Hallo,
eine Frage, die sicherlich viele betrifft… Ein Beispiel:
Person A stellt bei der Kommune einen Antrag auf einen Ganztagskindergartenplatz. Dafür muss vom vom Arbeitgeber B nachgewiesen werden, dass A mind. 25 Stunden dort arbeitet (Kinderbetreuungsgesetz Sachsen-Anhalt).
Arbeitgeber B stellt dem A aus Gefälligkeit die Bestätigung aus. A arbeitet aber gar nicht dort, bekommt aber eine Ganztagsstelle und bezahlt auch ordnungsgemäß dafür.
Wie kann die Behörde dies überprüfen? Was könnte dem Arbeitgeber B und der Person A schlimmstenfalls passieren?
Viele Grüße
Kay
Doppelposting
Die gleiche Frage wurde auch im rechtsbrett gestellt
Die gleiche Frage wurde auch im rechtsbrett gestellt
Hallo,
das ist nicht ganz korrekt. Es geht zwar um den selben Sachverhalt, aber um zwei unterschiedliche Fragen. Im Bereich Recht geht es um theoretische Konsequenzen aus juristischen Bedingungen heraus.

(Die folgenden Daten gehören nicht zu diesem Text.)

//! Color resolution from parser colors to packed `0xAARRGGBB`.
//!
//! The parser reports cell colors as named, palette-indexed, or direct RGB.
//! The wire format carries explicit RGB only, so indexed colors are resolved
//! here: runtime palette overrides (OSC 4/10/11) take precedence, then the
//! built-in xterm table.

use alacritty_terminal::term::color::Colors;
use alacritty_terminal::vte::ansi::{Color, NamedColor, Rgb};

/// Default foreground: opaque white.
pub const DEFAULT_FG: u32 = 0xFFFF_FFFF;
/// Default background: opaque black.
pub const DEFAULT_BG: u32 = 0xFF00_0000;

// Standard xterm 16-color table.
const BLACK: u32 = 0x000000;
const RED: u32 = 0xCD0000;
const GREEN: u32 = 0x00CD00;
const YELLOW: u32 = 0xCDCD00;
const BLUE: u32 = 0x0000EE;
const MAGENTA: u32 = 0xCD00CD;
const CYAN: u32 = 0x00CDCD;
const WHITE: u32 = 0xE5E5E5;
const BRIGHT_BLACK: u32 = 0x7F7F7F;
const BRIGHT_RED: u32 = 0xFF0000;
const BRIGHT_GREEN: u32 = 0x00FF00;
const BRIGHT_YELLOW: u32 = 0xFFFF00;
const BRIGHT_BLUE: u32 = 0x5C5CFF;
const BRIGHT_MAGENTA: u32 = 0xFF00FF;
const BRIGHT_CYAN: u32 = 0x00FFFF;
const BRIGHT_WHITE: u32 = 0xFFFFFF;

/// Compose an opaque ARGB word from 8-bit channels.
pub fn pack_rgb(r: u8, g: u8, b: u8) -> u32 {
    (0xFF << 24) | ((r as u32) << 16) | ((g as u32) << 8) | (b as u32)
}

/// Resolve a parser color to opaque ARGB.
pub fn resolve(color: Color, palette: &Colors) -> u32 {
    match color {
        Color::Spec(rgb) => pack_rgb(rgb.r, rgb.g, rgb.b),
        Color::Named(named) => named_to_argb(named, palette),
        Color::Indexed(idx) => indexed_to_argb(idx, palette),
    }
}

fn rgb_to_argb(rgb: Rgb) -> u32 {
    pack_rgb(rgb.r, rgb.g, rgb.b)
}

fn opaque(hex: u32) -> u32 {
    0xFF00_0000 | hex
}

fn named_to_argb(named: NamedColor, palette: &Colors) -> u32 {
    if let Some(rgb) = palette[named as usize] {
        return rgb_to_argb(rgb);
    }
    match named {
        NamedColor::Black => opaque(BLACK),
        NamedColor::Red => opaque(RED),
        NamedColor::Green => opaque(GREEN),
        NamedColor::Yellow => opaque(YELLOW),
        NamedColor::Blue => opaque(BLUE),
        NamedColor::Magenta => opaque(MAGENTA),
        NamedColor::Cyan => opaque(CYAN),
        NamedColor::White => opaque(WHITE),
        NamedColor::BrightBlack => opaque(BRIGHT_BLACK),
        NamedColor::BrightRed => opaque(BRIGHT_RED),
        NamedColor::BrightGreen => opaque(BRIGHT_GREEN),
        NamedColor::BrightYellow => opaque(BRIGHT_YELLOW),
        NamedColor::BrightBlue => opaque(BRIGHT_BLUE),
        NamedColor::BrightMagenta => opaque(BRIGHT_MAGENTA),
        NamedColor::BrightCyan => opaque(BRIGHT_CYAN),
        NamedColor::BrightWhite => opaque(BRIGHT_WHITE),
        NamedColor::Background => DEFAULT_BG,
        NamedColor::Foreground | NamedColor::BrightForeground | NamedColor::DimForeground => {
            DEFAULT_FG
        }
        NamedColor::Cursor => DEFAULT_FG,
        _ => DEFAULT_FG,
    }
}

fn indexed_to_argb(idx: u8, palette: &Colors) -> u32 {
    if let Some(rgb) = palette[idx as usize] {
        return rgb_to_argb(rgb);
    }
    match idx {
        // Standard 16 colors share the named table.
        0 => opaque(BLACK),
        1 => opaque(RED),
        2 => opaque(GREEN),
        3 => opaque(YELLOW),
        4 => opaque(BLUE),
        5 => opaque(MAGENTA),
        6 => opaque(CYAN),
        7 => opaque(WHITE),
        8 => opaque(BRIGHT_BLACK),
        9 => opaque(BRIGHT_RED),
        10 => opaque(BRIGHT_GREEN),
        11 => opaque(BRIGHT_YELLOW),
        12 => opaque(BRIGHT_BLUE),
        13 => opaque(BRIGHT_MAGENTA),
        14 => opaque(BRIGHT_CYAN),
        15 => opaque(BRIGHT_WHITE),
        // 216-entry color cube (indices 16..=231).
        16..=231 => {
            let idx = idx - 16;
            let r_idx = idx / 36;
            let g_idx = (idx % 36) / 6;
            let b_idx = idx % 6;
            let r = if r_idx == 0 { 0 } else { 55 + 40 * r_idx };
            let g = if g_idx == 0 { 0 } else { 55 + 40 * g_idx };
            let b = if b_idx == 0 { 0 } else { 55 + 40 * b_idx };
            pack_rgb(r, g, b)
        }
        // Grayscale ramp (indices 232..=255).
        232..=255 => {
            let v = 8 + 10 * (idx - 232);
            pack_rgb(v, v, v)
        }
    }
}
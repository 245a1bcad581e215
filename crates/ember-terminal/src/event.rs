//! Channel bridge for parser-emitted terminal events.

use std::sync::mpsc;

use alacritty_terminal::event::{Event as AlacEvent, EventListener};

/// Events produced by the emulator for the embedding layer.
///
/// The core itself never pushes notifications; embedders drain these when
/// they poll. `PtyWrite` carries parser-generated replies (DSR, DA) that
/// the embedder forwards via `write_input`.
#[derive(Debug, Clone)]
pub enum TerminalEvent {
    /// Terminal content changed since the last batch.
    Wakeup,
    /// Window title changed (OSC 0/2).
    Title(String),
    /// Bell character received.
    Bell,
    /// The parser wants bytes written back to the PTY.
    PtyWrite(String),
    /// Child process exited.
    ProcessExit(i32),
}

/// Adapts the parser's event callback onto an mpsc channel.
pub struct EmberEventListener {
    sender: mpsc::Sender<TerminalEvent>,
}

impl EmberEventListener {
    pub fn new(sender: mpsc::Sender<TerminalEvent>) -> Self {
        Self { sender }
    }
}

impl EventListener for EmberEventListener {
    fn send_event(&self, event: AlacEvent) {
        let mapped = match event {
            AlacEvent::Wakeup => Some(TerminalEvent::Wakeup),
            AlacEvent::Title(title) => Some(TerminalEvent::Title(title)),
            AlacEvent::Bell => Some(TerminalEvent::Bell),
            AlacEvent::PtyWrite(text) => Some(TerminalEvent::PtyWrite(text)),
            AlacEvent::ChildExit(code) => Some(TerminalEvent::ProcessExit(code)),
            // ClipboardStore/Load, ColorRequest, ResetTitle and the other
            // UI-facing events have no consumer in a headless core.
            _ => None,
        };

        if let Some(event) = mapped {
            let _ = self.sender.send(event);
        }
    }
}
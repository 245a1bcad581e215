//! End-to-end scenarios driving the public facade, plus PTY lifecycle.

use ember_terminal::{EmberTerminal, TerminalError, FLAG_BOLD};

fn grid_text(term: &EmberTerminal) -> String {
    let snap = term.snapshot_grid();
    (0..snap.rows)
        .map(|r| snap.row_text(r))
        .collect::<Vec<_>>()
        .join("\n")
}

#[test]
fn hello_lands_in_first_row() {
    let mut term = EmberTerminal::new(2, 5).unwrap();
    term.write_input(b"hi").unwrap();
    let snap = term.snapshot_grid();
    assert_eq!(snap.cell(0, 0).ch, 'h' as u32);
    assert_eq!(snap.cell(0, 1).ch, 'i' as u32);
    for col in 2..5 {
        assert_eq!(snap.cell(0, col).ch, 0);
    }
    for col in 0..5 {
        assert_eq!(snap.cell(1, col).ch, 0);
    }
    assert_eq!((snap.cursor_x, snap.cursor_y), (2, 0));
}

#[test]
fn newline_advances_row() {
    let mut term = EmberTerminal::new(2, 5).unwrap();
    term.write_input(b"a\r\nb").unwrap();
    let snap = term.snapshot_grid();
    assert_eq!(snap.cell(0, 0).ch, 'a' as u32);
    assert_eq!(snap.cell(1, 0).ch, 'b' as u32);
    assert_eq!((snap.cursor_x, snap.cursor_y), (1, 1));
}

#[test]
fn bold_sgr_marks_the_cell() {
    let mut term = EmberTerminal::new(2, 5).unwrap();
    term.write_input(b"\x1b[1mX").unwrap();
    let cell = term.snapshot_grid().cell(0, 0);
    assert_eq!(cell.ch, 'X' as u32);
    assert_eq!(cell.flags & FLAG_BOLD, FLAG_BOLD);
}

#[test]
fn red_sgr_produces_red_dominant_foreground() {
    let mut term = EmberTerminal::new(2, 5).unwrap();
    term.write_input(b"\x1b[31mR\x1b[0m").unwrap();
    let cell = term.snapshot_grid().cell(0, 0);
    assert_eq!(cell.ch, 'R' as u32);
    let (a, r, g, b) = (
        cell.fg >> 24,
        (cell.fg >> 16) & 0xFF,
        (cell.fg >> 8) & 0xFF,
        cell.fg & 0xFF,
    );
    assert_eq!(a, 0xFF);
    assert!(r > g && r > b, "fg {:08X} should be red-dominant", cell.fg);
}

#[test]
fn scrollback_drains_oldest_first_then_empty() {
    let mut term = EmberTerminal::new(2, 4).unwrap();
    term.write_input(b"L1\r\nL2\r\nL3\r\nL4\r\n").unwrap();

    let snap = term.drain_scrollback();
    assert!(!snap.is_empty());
    let lines: Vec<&[ember_terminal::Cell]> = snap.lines().collect();
    // Each newline on the bottom row evicts one line; the FIFO prefix is
    // L1, L2, ... oldest first.
    assert!(lines.len() >= 2);
    assert_eq!(lines[0][0].ch, 'L' as u32);
    assert_eq!(lines[0][1].ch, '1' as u32);
    assert_eq!(lines[1][0].ch, 'L' as u32);
    assert_eq!(lines[1][1].ch, '2' as u32);
    for line in &lines {
        assert_eq!(line.len(), 4, "eviction-time width is preserved");
    }

    assert!(term.drain_scrollback().is_empty());
}

#[test]
fn clear_screen_zeroes_every_scalar() {
    let mut term = EmberTerminal::new(3, 8).unwrap();
    term.write_input(b"some text\r\nmore").unwrap();
    term.write_input(b"\x1b[2J").unwrap();
    let snap = term.snapshot_grid();
    assert!(snap.cells.iter().all(|c| c.ch == 0));
}

#[test]
fn resize_keeps_cursor_legal_after_wrap() {
    let mut term = EmberTerminal::new(10, 80).unwrap();
    term.write_input(&[b'x'; 100]).unwrap();
    term.resize(5, 20).unwrap();
    let snap = term.snapshot_grid();
    assert_eq!(snap.cells.len(), 5 * 20);
    assert!(snap.cursor_x < 20 && snap.cursor_y < 5);
}

#[test]
fn grid_len_invariant_survives_input_and_resize() {
    let mut term = EmberTerminal::new(6, 12).unwrap();
    for chunk in [
        &b"hello\r\nworld"[..],
        &b"\x1b[31mcolored\x1b[0m"[..],
        &b"\x1b[2J"[..],
    ] {
        term.write_input(chunk).unwrap();
        let snap = term.snapshot_grid();
        assert_eq!(snap.cells.len(), snap.rows * snap.cols);
    }
    for (rows, cols) in [(3, 30), (12, 4), (6, 12)] {
        term.resize(rows, cols).unwrap();
        let snap = term.snapshot_grid();
        assert_eq!(snap.cells.len(), rows * cols);
    }
}

#[test]
fn scrollback_capacity_is_bounded() {
    let mut term = EmberTerminal::with_scrollback(2, 10, 5).unwrap();
    for i in 0..50 {
        term.write_input(format!("line {}\r\n", i).as_bytes()).unwrap();
    }
    let snap = term.drain_scrollback();
    assert!(snap.len() <= 5);
}

#[test]
fn snapshot_colors_are_always_opaque() {
    let mut term = EmberTerminal::new(4, 20).unwrap();
    term.write_input(b"\x1b[33myellow \x1b[44mon blue\x1b[0m plain\r\n")
        .unwrap();
    let snap = term.snapshot_grid();
    for cell in &snap.cells {
        assert_eq!(cell.fg >> 24, 0xFF);
        assert_eq!(cell.bg >> 24, 0xFF);
    }
}

#[cfg(unix)]
mod pty {
    use super::*;
    use std::time::{Duration, Instant};

    fn wait_for(mut cond: impl FnMut() -> bool, timeout: Duration) -> bool {
        let start = Instant::now();
        while start.elapsed() < timeout {
            if cond() {
                return true;
            }
            std::thread::sleep(Duration::from_millis(50));
        }
        false
    }

    #[test]
    fn pty_round_trip_and_orderly_shutdown() {
        let mut term = EmberTerminal::new(24, 80).unwrap();
        term.start_pty_with_shell("/bin/sh").unwrap();
        assert!(term.is_pty_running());
        assert!(term.child_pid().is_some());

        term.write_input(b"echo ember_pty_marker\n").unwrap();
        let found = wait_for(
            || grid_text(&term).contains("ember_pty_marker"),
            Duration::from_secs(10),
        );
        assert!(found, "shell output never reached the grid:\n{}", grid_text(&term));

        term.stop_pty();
        assert!(!term.is_pty_running());
        assert_eq!(term.child_pid(), None);
        // Idempotent.
        term.stop_pty();
        assert!(!term.is_pty_running());
    }

    #[test]
    fn start_twice_is_rejected_without_state_change() {
        let mut term = EmberTerminal::new(24, 80).unwrap();
        term.start_pty_with_shell("/bin/sh").unwrap();
        let pid = term.child_pid();
        assert!(matches!(
            term.start_pty_with_shell("/bin/sh"),
            Err(TerminalError::PtyAlreadyRunning)
        ));
        assert_eq!(term.child_pid(), pid);
        term.stop_pty();
    }

    #[test]
    fn resize_with_live_session_keeps_invariants() {
        let mut term = EmberTerminal::new(24, 80).unwrap();
        term.start_pty_with_shell("/bin/sh").unwrap();
        term.resize(10, 40).unwrap();
        let snap = term.snapshot_grid();
        assert_eq!((snap.rows, snap.cols), (10, 40));
        assert_eq!(snap.cells.len(), 10 * 40);
        term.stop_pty();
    }

    #[test]
    fn drop_with_live_session_does_not_hang() {
        let mut term = EmberTerminal::new(24, 80).unwrap();
        term.start_pty_with_shell("/bin/sh").unwrap();
        drop(term);
    }
}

Die Frage, die ich hier stelle unterscheidet sich jedoch davon: Wie würde das Amt / die Gemeinde praktisch vorgehen?
Danke für Eure Antworten!
Kay
Hallo,
gerade die Kommunen haben natürlich verschiedene Möglichkeiten des Datenabgleichs. Z.B. könnte sie aufgrund eines Datenabgleichs mit dem Finanzamt fesstellen, ob eine Beschäftigung besteht.
Ob die Kommune dies tatsächlich macht steht natürlich auf einem anderen Blatt.
Gruß
Phoebe
Hallo,
Beschäftigungsverhältnisse müssen vom Arbeitgeber beispielsweise an die zuständigen Krankenkasse gemeldet und entsprechende Beträge hierfür abgeführt werden (Finanzamt dito) = sicherlich gäbe es hier eine Kontrollmöglichkeit durch Behörden.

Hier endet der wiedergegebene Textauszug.